Encourage Them to Talk about Their Feelings
It sounds simple, but expressing interest in your child’s life and asking them questions about how they feel is the biggest part of keeping an open dialogue. When your child consults with you about small issues, they feel more comfortable bringing up their concerns about larger, more stressful issues. Give them a forum to speak about their emotions and maybe even set up a time each day when everyone talks about their day; a lot of families choose to do this at dinnertime. If for some reason you feel unqualified to help the child then you may want to explore the option of taking them to therapy. Separations and divorces can sometimes change the dynamic at home, which many kids find unsettling.

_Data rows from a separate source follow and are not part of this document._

//! Ordered parse diagnostics.
//!
//! The collector is created per parse session and threaded through the lexer
//! and engine by mutable reference, so every component appends to one ordered
//! list. Nothing is deduplicated; the order is emission order.

use crate::token::Location;
use std::fmt;

#[derive(Clone, Copy, Debug, PartialEq, Eq, Hash)]
pub enum Severity {
    Error,
    Warning,
}

impl fmt::Display for Severity {
    fn fmt(&self, f: &mut fmt::Formatter<'_>) -> fmt::Result {
        match self {
            Severity::Error => f.write_str("error"),
            Severity::Warning => f.write_str("warning"),
        }
    }
}

/// One recorded problem, positioned where it was detected.
#[derive(Clone, Debug, PartialEq, Eq)]
pub struct Diagnostic {
    pub severity: Severity,
    pub message: String,
    pub location: Location,
}

impl fmt::Display for Diagnostic {
    fn fmt(&self, f: &mut fmt::Formatter<'_>) -> fmt::Result {
        write!(f, "{}: {} at {}", self.severity, self.message, self.location)
    }
}

#[derive(Debug, Default)]
pub struct Diagnostics {
    entries: Vec<Diagnostic>,
}

impl Diagnostics {
    pub fn new() -> Self {
        Self::default()
    }

    pub fn error(&mut self, message: impl Into<String>, location: Location) {
        self.record(Severity::Error, message, location);
    }

    pub fn warning(&mut self, message: impl Into<String>, location: Location) {
        self.record(Severity::Warning, message, location);
    }

    pub fn record(&mut self, severity: Severity, message: impl Into<String>, location: Location) {
        self.entries.push(Diagnostic {
            severity,
            message: message.into(),
            location,
        });
    }

    pub fn entries(&self) -> &[Diagnostic] {
        &self.entries
    }

    pub fn iter(&self) -> impl Iterator<Item = &Diagnostic> {
        self.entries.iter()
    }

    pub fn len(&self) -> usize {
        self.entries.len()
    }

    pub fn is_empty(&self) -> bool {
        self.entries.is_empty()
    }

    pub fn count(&self, severity: Severity) -> usize {
        self.entries
            .iter()
            .filter(|diagnostic| diagnostic.severity == severity)
            .count()
    }
}

#[cfg(test)]
mod tests {
    use super::*;

    #[test]
    fn entries_keep_emission_order() {
        let mut diags = Diagnostics::new();
        diags.warning("first", Location::START);
        diags.error("second", Location { line: 2, column: 5 });
        diags.warning("third", Location { line: 9, column: 1 });

        let messages: Vec<&str> = diags.iter().map(|d| d.message.as_str()).collect();
        assert_eq!(messages, ["first", "second", "third"]);
        assert_eq!(diags.count(Severity::Error), 1);
        assert_eq!(diags.count(Severity::Warning), 2);
    }

    #[test]
    fn duplicates_are_not_collapsed() {
        let mut diags = Diagnostics::new();
        diags.error("same", Location::START);
        diags.error("same", Location::START);
        assert_eq!(diags.len(), 2);
    }

    #[test]
    fn diagnostic_display_names_severity_and_position() {
        let mut diags = Diagnostics::new();
        diags.error("unclosed element <p>", Location { line: 4, column: 2 });
        assert_eq!(
            diags.entries()[0].to_string(),
            "error: unclosed element <p> at 4:2"
        );
    }
}
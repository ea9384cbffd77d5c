//! Truncation sweep: parsing any prefix of a realistic page must stay
//! total, keep every tree invariant, and report cuts that land inside a
//! construct.

use webforms::{ParseOptions, WebSubtype, check_tree, parse};

const PAGE: &str = concat!(
    "<%@ Page Language=\"C#\" Inherits=\"App.Default\" CodeBehind=\"Default.aspx.cs\" %>\n",
    "<!DOCTYPE html>\n",
    "<html>\n",
    "<head><meta charset=\"utf-8\"><title>Home</title></head>\n",
    "<body>\n",
    "<!-- greeting block -->\n",
    "<div class=\"greeting\">\n",
    "<asp:Label ID=\"Greeting\" runat=\"server\"/>\n",
    "<%-- rendered on the server --%>\n",
    "<% if (ready) { %>\n",
    "<%= User.Name %>\n",
    "<% } %>\n",
    "</div>\n",
    "<script runat=\"server\">void Page_Load(object sender, EventArgs e) { Bind(); }</script>\n",
    "</body>\n",
    "</html>\n",
);

#[test]
fn the_reference_page_parses_clean() {
    let options = ParseOptions {
        file_name: Some("Default.aspx"),
        ..ParseOptions::default()
    };
    let parsed = parse(PAGE, &options).unwrap();

    assert!(
        parsed.diagnostics.is_empty(),
        "{:?}",
        parsed.diagnostics.entries()
    );
    assert_eq!(parsed.page_info.subtype, WebSubtype::Page);
    assert_eq!(parsed.page_info.code_behind.as_deref(), Some("Default.aspx.cs"));
    // Three render blocks and the script island.
    assert_eq!(parsed.projections.len(), 4);
    check_tree(&parsed.document).unwrap();
}

#[test]
fn every_prefix_yields_a_consistent_tree() {
    for end in 0..=PAGE.len() {
        if !PAGE.is_char_boundary(end) {
            continue;
        }
        let parsed = parse(&PAGE[..end], &ParseOptions::default()).unwrap();
        if let Err(err) = check_tree(&parsed.document) {
            panic!("prefix of {end} bytes broke a tree invariant: {err}");
        }
    }
}

#[test]
fn a_cut_inside_each_construct_is_reported() {
    // Each label sits inside a construct that cannot end before it.
    let labels = [
        "Inherits",
        "utf-8",
        "greeting block",
        "rendered on",
        "User.Name",
        "Page_Load",
    ];
    for label in labels {
        let at = PAGE.find(label).unwrap();
        let parsed = parse(&PAGE[..at], &ParseOptions::default()).unwrap();
        assert!(
            !parsed.diagnostics.is_empty(),
            "cutting before {label:?} at byte {at} reported nothing"
        );
    }
}
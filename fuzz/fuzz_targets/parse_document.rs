#![no_main]

use libfuzzer_sys::fuzz_target;
use webforms::{ParseOptions, check_tree, parse};

fuzz_target!(|data: &[u8]| {
    let Ok(source) = std::str::from_utf8(data) else {
        return;
    };
    let Ok(parsed) = parse(source, &ParseOptions::default()) else {
        return;
    };
    if let Err(err) = check_tree(&parsed.document) {
        panic!("tree invariant violated: {err}");
    }
});
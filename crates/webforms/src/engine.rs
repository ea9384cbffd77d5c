//! Token-to-tree state machine.
//!
//! A stack of [`ParseState`] values picks the lexer mode for the next token;
//! a parallel stack of open element names drives close-tag matching. Every
//! malformed shape has a recovery path, so the engine always reaches
//! [`TokenKind::Eof`] unless cancelled.

use crate::diagnostics::Diagnostics;
use crate::lexer::{Lexer, ScanMode};
use crate::session::{CancelToken, Cancelled};
use crate::token::{Location, Span, Token, TokenKind};
use crate::tree::{Attribute, ServerBlockKind, TreeBuilder, is_rawtext_element, is_void_element};

/// How many enclosing elements a closing tag may force shut before it is
/// treated as stray text instead.
const MAX_CLOSE_SCAN_DEPTH: usize = 8;

#[derive(Clone, Copy, PartialEq, Eq, Debug)]
enum ParseState {
    /// Element content, including the document top level.
    Root,
    /// Just after `<name`, before any attribute.
    TagName,
    /// Attribute list of an open tag.
    InTagAttributes,
    /// Attribute list of a `<%@ ... %>` directive.
    InDirective,
    /// Raw script or style body.
    InScriptIsland,
}

struct PendingAttr {
    name: String,
    span: Span,
}

struct PendingDirective {
    name: String,
    start: usize,
    location: Location,
    attributes: Vec<Attribute>,
}

/// Run the parse over `source`, feeding `builder` and `diags`. Cancellation
/// is observed between tokens and is the only early return.
pub(crate) fn run(
    source: &str,
    builder: &mut TreeBuilder,
    diags: &mut Diagnostics,
    cancel: Option<&CancelToken>,
) -> Result<(), Cancelled> {
    #[cfg(test)]
    fault::trip_if_armed();
    Engine {
        source,
        lexer: Lexer::new(source),
        builder,
        diags,
        cancel,
        states: vec![ParseState::Root],
        open_names: Vec::new(),
        pending_attr: None,
        pending_directive: None,
    }
    .run_to_eof()
}

struct Engine<'s, 'o> {
    source: &'s str,
    lexer: Lexer<'s>,
    builder: &'o mut TreeBuilder,
    diags: &'o mut Diagnostics,
    cancel: Option<&'o CancelToken>,
    states: Vec<ParseState>,
    open_names: Vec<String>,
    pending_attr: Option<PendingAttr>,
    pending_directive: Option<PendingDirective>,
}

impl Engine<'_, '_> {
    fn run_to_eof(mut self) -> Result<(), Cancelled> {
        loop {
            if self.cancel.is_some_and(CancelToken::is_cancelled) {
                return Err(Cancelled);
            }
            debug_assert_eq!(self.builder.depth(), self.open_names.len());

            let mode = match self.top_state() {
                ParseState::Root => ScanMode::Markup,
                ParseState::TagName | ParseState::InTagAttributes => {
                    ScanMode::Tag { directive: false }
                }
                ParseState::InDirective => ScanMode::Tag { directive: true },
                ParseState::InScriptIsland => ScanMode::RawText {
                    close_tag: self
                        .open_names
                        .last()
                        .map(String::as_str)
                        .unwrap_or("script"),
                },
            };
            let token = self.lexer.next(mode, &mut *self.diags);
            #[cfg(any(test, feature = "debug-stats"))]
            log::trace!(
                target: "webforms.engine",
                "{:?} <- {:?} {:?}",
                self.top_state(),
                token.kind,
                token.span,
            );
            if token.kind == TokenKind::Eof {
                self.finish_at_eof(&token);
                return Ok(());
            }
            match self.top_state() {
                ParseState::Root | ParseState::InScriptIsland => self.on_content_token(token),
                ParseState::TagName | ParseState::InTagAttributes => self.on_tag_token(token),
                ParseState::InDirective => self.on_directive_token(token),
            }
        }
    }

    fn top_state(&self) -> ParseState {
        self.states.last().copied().unwrap_or(ParseState::Root)
    }

    fn replace_top(&mut self, state: ParseState) {
        if let Some(top) = self.states.last_mut() {
            *top = state;
        }
    }

    fn on_content_token(&mut self, token: Token) {
        match token.kind {
            TokenKind::Text => {
                if self.top_state() == ParseState::Root && token.text.starts_with("<!") {
                    self.diags
                        .warning("unrecognized markup declaration", token.location);
                    self.builder.add_error(
                        "unrecognized markup declaration",
                        token.text,
                        token.span,
                    );
                } else {
                    self.builder.add_text(token.text, token.span);
                }
            }
            TokenKind::Comment => {
                let server_side =
                    self.source.as_bytes().get(token.span.start + 1).copied() == Some(b'%');
                self.builder.add_comment(token.text, server_side, token.span);
            }
            TokenKind::ServerBlock => {
                let (kind, body_start, body_end) = split_server_block(&token.text);
                let body = token.text[body_start..body_end].to_string();
                let body_span = Span::new(
                    token.span.start + body_start,
                    token.span.start + body_end,
                );
                self.builder.add_server_block(kind, body, body_span, token.span);
            }
            TokenKind::Doctype => self.builder.add_doctype(token.text, token.span),
            TokenKind::Directive => {
                self.pending_directive = Some(PendingDirective {
                    name: token.text,
                    start: token.span.start,
                    location: token.location,
                    attributes: Vec::new(),
                });
                self.states.push(ParseState::InDirective);
            }
            TokenKind::TagOpen => {
                self.builder.open_element(token.text.clone(), token.span);
                self.open_names.push(token.text);
                self.states.push(ParseState::TagName);
            }
            TokenKind::TagClose => self.on_closing_tag(token),
            TokenKind::AttrName | TokenKind::AttrValue | TokenKind::Eof => {}
        }
    }

    fn on_closing_tag(&mut self, token: Token) {
        if token.text.is_empty() {
            self.diags.error("closing tag with no name", token.location);
            let raw = token.span.slice(self.source).to_string();
            self.builder
                .add_error("closing tag with no name", raw, token.span);
            return;
        }
        let matched = self
            .open_names
            .iter()
            .rev()
            .take(MAX_CLOSE_SCAN_DEPTH)
            .position(|open| open.eq_ignore_ascii_case(&token.text));
        match matched {
            Some(0) => self.close_matched(token.span.end),
            Some(depth) => {
                for _ in 0..depth {
                    let open = self.open_names.last().cloned().unwrap_or_default();
                    self.diags.warning(
                        format!(
                            "mismatched closing tag </{}>: <{}> was still open",
                            token.text, open
                        ),
                        token.location,
                    );
                    self.builder.close_element(token.span.start, false, false);
                    self.open_names.pop();
                }
                self.close_matched(token.span.end);
            }
            None => {
                self.diags.error(
                    format!("closing tag </{}> matches no open element", token.text),
                    token.location,
                );
                let raw = token.span.slice(self.source).to_string();
                self.builder.add_text(raw, token.span);
            }
        }
    }

    fn close_matched(&mut self, end: usize) {
        self.builder.close_element(end, true, false);
        self.open_names.pop();
        if self.top_state() == ParseState::InScriptIsland {
            self.states.pop();
        }
    }

    fn on_tag_token(&mut self, token: Token) {
        match token.kind {
            TokenKind::AttrName => {
                self.flush_pending_attr();
                self.pending_attr = Some(PendingAttr {
                    name: token.text,
                    span: token.span,
                });
                self.replace_top(ParseState::InTagAttributes);
            }
            TokenKind::AttrValue => match self.pending_attr.take() {
                Some(attr) => {
                    let span = Span::new(attr.span.start, token.span.end);
                    self.builder.add_attribute(attr.name, Some(token.text), span);
                }
                None => self
                    .diags
                    .warning("attribute value without a name", token.location),
            },
            TokenKind::TagClose => match token.text.as_str() {
                ">" => self.complete_open_tag(token.span.end, false),
                "/>" => self.complete_open_tag(token.span.end, true),
                _ => {
                    self.diags.warning("unterminated tag", token.location);
                    self.complete_open_tag(token.span.start, false);
                }
            },
            _ => {}
        }
    }

    fn on_directive_token(&mut self, token: Token) {
        match token.kind {
            TokenKind::AttrName => {
                self.flush_pending_attr();
                self.pending_attr = Some(PendingAttr {
                    name: token.text,
                    span: token.span,
                });
            }
            TokenKind::AttrValue => match self.pending_attr.take() {
                Some(attr) => {
                    let span = Span::new(attr.span.start, token.span.end);
                    if let Some(directive) = self.pending_directive.as_mut() {
                        directive.attributes.push(Attribute {
                            name: attr.name,
                            value: Some(token.text),
                            span,
                        });
                    }
                }
                None => self
                    .diags
                    .warning("attribute value without a name", token.location),
            },
            TokenKind::TagClose => match token.text.as_str() {
                "%>" => self.commit_directive(token.span.end),
                _ => {
                    self.diags.warning("unterminated directive", token.location);
                    self.commit_directive(token.span.start);
                }
            },
            _ => {}
        }
    }

    /// An attribute name with no `=value` becomes a bare flag.
    fn flush_pending_attr(&mut self) {
        let Some(attr) = self.pending_attr.take() else {
            return;
        };
        if self.top_state() == ParseState::InDirective {
            if let Some(directive) = self.pending_directive.as_mut() {
                directive.attributes.push(Attribute {
                    name: attr.name,
                    value: None,
                    span: attr.span,
                });
            }
        } else {
            self.builder.add_attribute(attr.name, None, attr.span);
        }
    }

    fn complete_open_tag(&mut self, end: usize, self_closing: bool) {
        self.flush_pending_attr();
        self.states.pop();
        let name = self.open_names.last().cloned().unwrap_or_default();
        if self_closing || is_void_element(&name) {
            self.builder.close_element(end, true, self_closing);
            self.open_names.pop();
        } else if is_rawtext_element(&name) {
            self.states.push(ParseState::InScriptIsland);
        }
    }

    fn commit_directive(&mut self, end: usize) {
        self.flush_pending_attr();
        self.states.pop();
        let Some(directive) = self.pending_directive.take() else {
            return;
        };
        if directive.name.is_empty() {
            self.diags
                .warning("directive missing a name", directive.location);
        }
        let span = Span::new(directive.start, end.max(directive.start + 3));
        self.builder
            .add_directive(directive.name, directive.attributes, span);
    }

    fn finish_at_eof(&mut self, token: &Token) {
        let end = token.span.end;
        match self.top_state() {
            ParseState::TagName | ParseState::InTagAttributes => {
                self.diags.warning("unterminated tag", token.location);
                self.complete_open_tag(end, false);
            }
            ParseState::InDirective => {
                self.diags.error("unterminated directive", token.location);
                self.commit_directive(end);
            }
            ParseState::Root | ParseState::InScriptIsland => {}
        }
        while let Some(name) = self.open_names.pop() {
            self.diags
                .error(format!("unclosed element <{name}>"), token.location);
            self.builder.close_element(end, false, false);
        }
        self.states.truncate(1);
    }
}

/// Split a raw `<%...%>` token into its kind and the byte range of its body.
fn split_server_block(text: &str) -> (ServerBlockKind, usize, usize) {
    let bytes = text.as_bytes();
    let (kind, head) = match bytes.get(2) {
        Some(b'=') => (ServerBlockKind::Expression, 3),
        Some(b'#') => (ServerBlockKind::DataBinding, 3),
        Some(b'$') => (ServerBlockKind::Resource, 3),
        _ => (ServerBlockKind::Code, 2),
    };
    let tail = if bytes.len() >= head + 2 && text.ends_with("%>") {
        bytes.len() - 2
    } else {
        bytes.len()
    };
    (kind, head.min(tail), tail)
}

#[cfg(test)]
pub(crate) mod fault {
    use std::cell::Cell;

    thread_local! {
        static TRIP: Cell<bool> = const { Cell::new(false) };
    }

    /// Arm a one-shot panic inside the next parse on this thread.
    pub(crate) fn arm() {
        TRIP.with(|trip| trip.set(true));
    }

    pub(crate) fn trip_if_armed() {
        if TRIP.with(|trip| trip.replace(false)) {
            panic!("injected parser fault");
        }
    }
}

Some may feel more comfortable discussing their issues with an adult who is not related to them.
Put Yourself in Their Position
How would you have felt about a big move or a major change in the family when you were their age? Give your children credit for surviving and thriving in a tumultuous world. Try to understand life from their perspective. If it’s a separation situation and they are going to be spending time at different homes—and sometimes with an entirely new group of different people—it will be a big adjustment and should be treated as such. A specialist from Rosengren Kohlmeyer Law Offices says the effects of divorce on kids can be wide-ranging, which is why it’s important for you to pay special attention to how your children process the separation.
Help Them to Channel Their Energy in Positive Ways
Routine can be a wonderful thing for children, especially during stressful times. Participation in sports can provide a great outlet, helping to normalize a child’s life. Providing regular exercise and a support system, sports can assist a child with focusing on something else while they’re going through big changes. Of course, joining the band or choir would also be a healthy choice for a child. For example, if a child happens to be good at soccer or the saxophone, he or she can take that skill with them wherever they go. Moving to a different town becomes a lot less scary when a child has a hobby that they can take with them.
As your children grow and evolve, they will learn that big changes are a necessary and sometimes slightly scary part of life. The more big changes they navigate successfully as children, the more likely it is that they will be able to handle change as adults.